══ Given data
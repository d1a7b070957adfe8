//! # Registry API
//!
//! The queryable, flattened view of the fleet consumed by the HTTP
//! collaborator. Rebuilt lazily: every read compares the sync router's
//! session token against the cached one and only recomputes when the
//! fleet actually mutated. All view records serialize to the collaborator
//! wire shapes.

use crate::error::RegistryError;
use crate::sync_router::{SyncRouter, SYNC_ROUTER_KEY};
use atrium_core::Room;
use atrium_protocol::ActorId;
use serde::Serialize;
use std::collections::BTreeSet;
use std::sync::{Arc, Mutex};

/// One room somewhere in the fleet, with its owning instance attached.
#[derive(Debug, Clone, Serialize)]
pub struct RoomView {
    pub id: String,
    #[serde(rename = "type")]
    pub room_type: String,
    pub connections: u32,
    pub instance: ActorId,
    #[serde(rename = "endpointUrl")]
    pub endpoint_url: String,
}

/// One registered instance.
#[derive(Debug, Clone, Serialize)]
pub struct InstanceView {
    pub id: ActorId,
    pub name: String,
    pub connections: u32,
    #[serde(rename = "endpointUrl")]
    pub endpoint_url: String,
    pub rooms: Vec<String>,
    #[serde(rename = "roomTypes")]
    pub room_types: Vec<String>,
}

/// Fleet-wide totals.
#[derive(Debug, Clone, Serialize)]
pub struct RegistryStats {
    pub connections: u32,
    pub instances: usize,
    pub rooms: usize,
    #[serde(rename = "roomTypes")]
    pub room_types: Vec<String>,
}

#[derive(Default)]
struct ApiCache {
    session: Option<String>,
    connections: u32,
    rooms: Vec<RoomView>,
    instances: Vec<InstanceView>,
    room_types: Vec<String>,
}

pub struct RegistryApi {
    room: Arc<Room>,
    cache: Mutex<ApiCache>,
}

impl RegistryApi {
    pub fn new(room: Arc<Room>) -> Self {
        Self {
            room,
            cache: Mutex::new(ApiCache::default()),
        }
    }

    pub fn instances(&self) -> Result<Vec<InstanceView>, RegistryError> {
        self.with_fresh_cache(|cache| cache.instances.clone())
    }

    pub fn instance(&self, instance_id: ActorId) -> Result<Option<InstanceView>, RegistryError> {
        self.with_fresh_cache(|cache| {
            cache
                .instances
                .iter()
                .find(|instance| instance.id == instance_id)
                .cloned()
        })
    }

    pub fn rooms(&self) -> Result<Vec<RoomView>, RegistryError> {
        self.with_fresh_cache(|cache| cache.rooms.clone())
    }

    pub fn room(&self, room_id: &str) -> Result<Option<RoomView>, RegistryError> {
        self.with_fresh_cache(|cache| {
            cache.rooms.iter().find(|room| room.id == room_id).cloned()
        })
    }

    pub fn room_types(&self) -> Result<Vec<String>, RegistryError> {
        self.with_fresh_cache(|cache| cache.room_types.clone())
    }

    pub fn connections(&self) -> Result<u32, RegistryError> {
        self.with_fresh_cache(|cache| cache.connections)
    }

    pub fn stats(&self) -> Result<RegistryStats, RegistryError> {
        self.with_fresh_cache(|cache| RegistryStats {
            connections: cache.connections,
            instances: cache.instances.len(),
            rooms: cache.rooms.len(),
            room_types: cache.room_types.clone(),
        })
    }

    /// Commands an instance to create a room.
    pub async fn create(
        &self,
        instance_id: ActorId,
        room_id: &str,
        room_type: &str,
    ) -> Result<(), RegistryError> {
        self.sync()?
            .create(&self.room, instance_id, room_id, room_type)
            .await
    }

    /// Commands an instance to destroy a room.
    pub async fn destroy(&self, instance_id: ActorId, room_id: &str) -> Result<(), RegistryError> {
        self.sync()?.destroy(&self.room, instance_id, room_id).await
    }

    fn sync(&self) -> Result<SyncRouter, RegistryError> {
        let sub = self
            .room
            .get_router(SYNC_ROUTER_KEY)
            .ok_or(RegistryError::SyncRouterMissing)?;
        sub.as_any()
            .downcast_ref::<SyncRouter>()
            .cloned()
            .ok_or(RegistryError::SyncRouterMissing)
    }

    fn with_fresh_cache<T>(&self, read: impl FnOnce(&ApiCache) -> T) -> Result<T, RegistryError> {
        let sync = self.sync()?;
        let mut cache = self.cache.lock().expect("registry api cache poisoned");
        let session = sync.session();
        if cache.session.as_deref() != Some(session.as_str()) {
            Self::rebuild(&mut cache, &sync, session);
        }
        Ok(read(&cache))
    }

    fn rebuild(cache: &mut ApiCache, sync: &SyncRouter, session: String) {
        cache.session = Some(session);
        cache.rooms.clear();
        cache.instances.clear();
        cache.connections = 0;
        let mut room_types = BTreeSet::new();

        for instance in sync.instances() {
            let mut room_ids = Vec::with_capacity(instance.rooms.len());
            for room in &instance.rooms {
                cache.rooms.push(RoomView {
                    id: room.id.clone(),
                    room_type: room.room_type.clone(),
                    connections: room.connections,
                    instance: instance.id,
                    endpoint_url: instance.endpoint_url.clone(),
                });
                room_ids.push(room.id.clone());
            }
            room_types.extend(instance.types.iter().cloned());
            cache.connections += instance.connections;
            cache.instances.push(InstanceView {
                id: instance.id,
                name: instance.name.clone(),
                connections: instance.connections,
                endpoint_url: instance.endpoint_url.clone(),
                rooms: room_ids,
                room_types: instance.types.clone(),
            });
        }
        cache.room_types = room_types.into_iter().collect();
    }
}

impl std::fmt::Debug for RegistryApi {
    fn fmt(&self, f: &mut std::fmt::Formatter<'_>) -> std::fmt::Result {
        f.debug_struct("RegistryApi")
            .field("room", &self.room.id())
            .finish()
    }
}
════
#### [Assignment]
Output all of the records exactly, with nothing omitted.

#### [Exercise output]
repository d1a7b070957adfe8
//! # Registry API
//!
//! The queryable, flattened view of the fleet consumed by the HTTP
//! collaborator. Rebuilt lazily: every read compares the sync router's
//! session token against the cached one and only recomputes when the
//! fleet actually mutated. All view records serialize to the collaborator
//! wire shapes.

use crate::error::RegistryError;
use crate::sync_router::{SyncRouter, SYNC_ROUTER_KEY};
use atrium_core::Room;
use atrium_protocol::ActorId;
use serde::Serialize;
use std::collections::BTreeSet;
use std::sync::{Arc, Mutex};

/// One room somewhere in the fleet, with its owning instance attached.
#[derive(Debug, Clone, Serialize)]
pub struct RoomView {
    pub id: String,
    #[serde(rename = "type")]
    pub room_type: String,
    pub connections: u32,
    pub instance: ActorId,
    #[serde(rename = "endpointUrl")]
    pub endpoint_url: String,
}

/// One registered instance.
#[derive(Debug, Clone, Serialize)]
pub struct InstanceView {
    pub id: ActorId,
    pub name: String,
    pub connections: u32,
    #[serde(rename = "endpointUrl")]
    pub endpoint_url: String,
    pub rooms: Vec<String>,
    #[serde(rename = "roomTypes")]
    pub room_types: Vec<String>,
}

/// Fleet-wide totals.
#[derive(Debug, Clone, Serialize)]
pub struct RegistryStats {
    pub connections: u32,
    pub instances: usize,
    pub rooms: usize,
    #[serde(rename = "roomTypes")]
    pub room_types: Vec<String>,
}

#[derive(Default)]
struct ApiCache {
    session: Option<String>,
    connections: u32,
    rooms: Vec<RoomView>,
    instances: Vec<InstanceView>,
    room_types: Vec<String>,
}

pub struct RegistryApi {
    room: Arc<Room>,
    cache: Mutex<ApiCache>,
}

impl RegistryApi {
    pub fn new(room: Arc<Room>) -> Self {
        Self {
            room,
            cache: Mutex::new(ApiCache::default()),
        }
    }

    pub fn instances(&self) -> Result<Vec<InstanceView>, RegistryError> {
        self.with_fresh_cache(|cache| cache.instances.clone())
    }

    pub fn instance(&self, instance_id: ActorId) -> Result<Option<InstanceView>, RegistryError> {
        self.with_fresh_cache(|cache| {
            cache
                .instances
                .iter()
                .find(|instance| instance.id == instance_id)
                .cloned()
        })
    }

    pub fn rooms(&self) -> Result<Vec<RoomView>, RegistryError> {
        self.with_fresh_cache(|cache| cache.rooms.clone())
    }

    pub fn room(&self, room_id: &str) -> Result<Option<RoomView>, RegistryError> {
        self.with_fresh_cache(|cache| {
            cache.rooms.iter().find(|room| room.id == room_id).cloned()
        })
    }

    pub fn room_types(&self) -> Result<Vec<String>, RegistryError> {
        self.with_fresh_cache(|cache| cache.room_types.clone())
    }

    pub fn connections(&self) -> Result<u32, RegistryError> {
        self.with_fresh_cache(|cache| cache.connections)
    }

    pub fn stats(&self) -> Result<RegistryStats, RegistryError> {
        self.with_fresh_cache(|cache| RegistryStats {
            connections: cache.connections,
            instances: cache.instances.len(),
            rooms: cache.rooms.len(),
            room_types: cache.room_types.clone(),
        })
    }

    /// Commands an instance to create a room.
    pub async fn create(
        &self,
        instance_id: ActorId,
        room_id: &str,
        room_type: &str,
    ) -> Result<(), RegistryError> {
        self.sync()?
            .create(&self.room, instance_id, room_id, room_type)
            .await
    }

    /// Commands an instance to destroy a room.
    pub async fn destroy(&self, instance_id: ActorId, room_id: &str) -> Result<(), RegistryError> {
        self.sync()?.destroy(&self.room, instance_id, room_id).await
    }

    fn sync(&self) -> Result<SyncRouter, RegistryError> {
        let sub = self
            .room
            .get_router(SYNC_ROUTER_KEY)
            .ok_or(RegistryError::SyncRouterMissing)?;
        sub.as_any()
            .downcast_ref::<SyncRouter>()
            .cloned()
            .ok_or(RegistryError::SyncRouterMissing)
    }

    fn with_fresh_cache<T>(&self, read: impl FnOnce(&ApiCache) -> T) -> Result<T, RegistryError> {
        let sync = self.sync()?;
        let mut cache = self.cache.lock().expect("registry api cache poisoned");
        let session = sync.session();
        if cache.session.as_deref() != Some(session.as_str()) {
            Self::rebuild(&mut cache, &sync, session);
        }
        Ok(read(&cache))
    }

    fn rebuild(cache: &mut ApiCache, sync: &SyncRouter, session: String) {
        cache.session = Some(session);
        cache.rooms.clear();
        cache.instances.clear();
        cache.connections = 0;
        let mut room_types = BTreeSet::new();

        for instance in sync.instances() {
            let mut room_ids = Vec::with_capacity(instance.rooms.len());
            for room in &instance.rooms {
                cache.rooms.push(RoomView {
                    id: room.id.clone(),
                    room_type: room.room_type.clone(),
                    connections: room.connections,
                    instance: instance.id,
                    endpoint_url: instance.endpoint_url.clone(),
                });
                room_ids.push(room.id.clone());
            }
            room_types.extend(instance.types.iter().cloned());
            cache.connections += instance.connections;
            cache.instances.push(InstanceView {
                id: instance.id,
                name: instance.name.clone(),
                connections: instance.connections,
                endpoint_url: instance.endpoint_url.clone(),
                rooms: room_ids,
                room_types: instance.types.clone(),
            });
        }
        cache.room_types = room_types.into_iter().collect();
    }
}

impl std::fmt::Debug for RegistryApi {
    fn fmt(&self, f: &mut std::fmt::Formatter<'_>) -> std::fmt::Result {
        f.debug_struct("RegistryApi")
            .field("room", &self.room.id())
            .finish()
    }
}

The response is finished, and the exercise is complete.